Navigate

AU-6 (8)

AU-6 (8): Full Text Analysis Of Privileged Commands

The organization performs a full text analysis of audited privileged commands in a physically distinct component or subsystem of the information system, or other information system that is dedicated to that analysis.

Supplemental

This control enhancement requires a distinct environment for the dedicated analysis of audit information related to privileged users without compromising such information on the information system where the users have elevated privileges including the capability to execute privileged commands. Full text analysis refers to analysis that considers the full text of privileged commands (i.e., commands and all parameters) as opposed to analysis that considers only the name of the command.
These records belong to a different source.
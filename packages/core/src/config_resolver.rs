//! Resolves admin-signed fare/mint recommendations from a `CONFIG` event,
//! falling back to built-in defaults when none can be fetched.

use serde::{Deserialize, Serialize};
use tracing::warn;

use crate::types::{
    Id32, DEFAULT_FARE_USD_PER_MILE, DEFAULT_MINIMUM_FARE_USD,
};

#[derive(Debug, Clone, Serialize, Deserialize)]
pub struct RideConfig {
    pub fare_rate_usd_per_mile: f64,
    pub minimum_fare_usd: f64,
    pub roadflare_fare_rate_usd_per_mile: f64,
    pub roadflare_minimum_fare_usd: f64,
    pub recommended_mints: Vec<String>,
}

impl Default for RideConfig {
    fn default() -> Self {
        Self {
            fare_rate_usd_per_mile: DEFAULT_FARE_USD_PER_MILE,
            minimum_fare_usd: DEFAULT_MINIMUM_FARE_USD,
            roadflare_fare_rate_usd_per_mile: DEFAULT_FARE_USD_PER_MILE,
            roadflare_minimum_fare_usd: DEFAULT_MINIMUM_FARE_USD,
            recommended_mints: Vec::new(),
        }
    }
}

/// Fetches the latest `CONFIG` event authored by `admin_pubkey` and parses
/// its content as [`RideConfig`]. `fetch_latest` is supplied by the caller
/// (typically backed by the relay client) so this module stays free of any
/// transport dependency.
pub struct ConfigResolver<F> {
    admin_pubkey: Id32,
    fetch_latest: F,
    cached: RideConfig,
}

impl<F> ConfigResolver<F>
where
    F: Fn(Id32) -> eyre::Result<Option<String>>,
{
    pub fn new(admin_pubkey: Id32, fetch_latest: F) -> Self {
        Self {
            admin_pubkey,
            fetch_latest,
            cached: RideConfig::default(),
        }
    }

    /// Refresh the cache from the relay network. On any failure the
    /// previously cached (or default) configuration is kept and the failure
    /// is logged, never propagated: fare config must never block a ride.
    pub fn refresh(&mut self) {
        match (self.fetch_latest)(self.admin_pubkey) {
            Ok(Some(content)) => match serde_json::from_str::<RideConfig>(&content) {
                Ok(cfg) => self.cached = cfg,
                Err(e) => warn!(error = %e, "CONFIG event content did not parse, keeping cached config"),
            },
            Ok(None) => {
                warn!("no CONFIG event found for admin pubkey, keeping cached config");
            }
            Err(e) => {
                warn!(error = %e, "failed to fetch CONFIG event, keeping cached config");
            }
        }
    }

    pub fn current(&self) -> &RideConfig {
        &self.cached
    }
}

#[cfg(test)]
mod tests {
    use super::*;

    #[test]
    fn defaults_match_spec_fallback() {
        let cfg = RideConfig::default();
        assert_eq!(cfg.fare_rate_usd_per_mile, 1.85);
        assert_eq!(cfg.minimum_fare_usd, 5.00);
    }

    #[test]
    fn refresh_keeps_default_on_fetch_error() {
        let mut resolver = ConfigResolver::new(Id32([0u8; 32]), |_| Err(eyre::eyre!("no relay")));
        resolver.refresh();
        assert_eq!(resolver.current().fare_rate_usd_per_mile, DEFAULT_FARE_USD_PER_MILE);
    }

    #[test]
    fn refresh_applies_well_formed_config() {
        let mut resolver = ConfigResolver::new(Id32([0u8; 32]), |_| {
            Ok(Some(
                r#"{"fare_rate_usd_per_mile":2.25,"minimum_fare_usd":6.00,"roadflare_fare_rate_usd_per_mile":2.25,"roadflare_minimum_fare_usd":6.00,"recommended_mints":["https://mint.example"]}"#
                    .to_string(),
            ))
        });
        resolver.refresh();
        assert_eq!(resolver.current().fare_rate_usd_per_mile, 2.25);
        assert_eq!(resolver.current().recommended_mints, vec!["https://mint.example"]);
    }

    #[test]
    fn refresh_keeps_previous_on_malformed_content() {
        let mut resolver = ConfigResolver::new(Id32([0u8; 32]), |_| Ok(Some("not json".to_string())));
        resolver.refresh();
        assert_eq!(resolver.current().fare_rate_usd_per_mile, DEFAULT_FARE_USD_PER_MILE);
    }
}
Full text analysis includes, for example, the use of pattern matching and heuristics.

CIA Levels
Confidentiality	unknown
Integrity	unknown
Availability	unknown

Overlays
Classified, Cross Domain (Access), Cross Domain (Multilevel), Cross Domain (Transfer), Int-A, Int-B, Int-C

Related Controls

The controls below (if any) were marked by NIST as being related to AU-6 (8).

Control	Description
AU-3	The information system generates audit records containing information that establishes what type of event occurred, when the event occurred, where the event occurred, the source of the event, the outcome of the event, and the identity of any individuals or subjects associated with the event.
AU-9	The information system protects audit information and audit tools from unauthorized access, modification, and deletion.
AU-11	The organization retains audit records for [Assignment: organization-defined time period consistent with records retention policy] to provide support for after-the-fact investigations of security incidents and to meet regulatory and organizational information retention requirements.
AU-12	The information system: AU-12a.: Provides audit record generation capability for the auditable events defined in AU-2 a. at [Assignment: organization-defined information system components]; AU-12b.: Allows [Assignment: organization-defined personnel or roles] to select which auditable events are to be audited by specific components of the information system; and AU-12c.: Generates audit records for the events defined in AU-2 d. with the content defined in AU-3.

Enhancements

The controls below (if any) add on to the requirements of AU-6 (8).

Control	Description
No controls

Related CCIs

The CCIs below are tied to AU-6 (8).

CCI	Definition
CCI-001870	The organization performs a full-text analysis of audited privileged commands in a physically-distinct component or subsystem of the information system, or other information system that is dedicated to that analysis.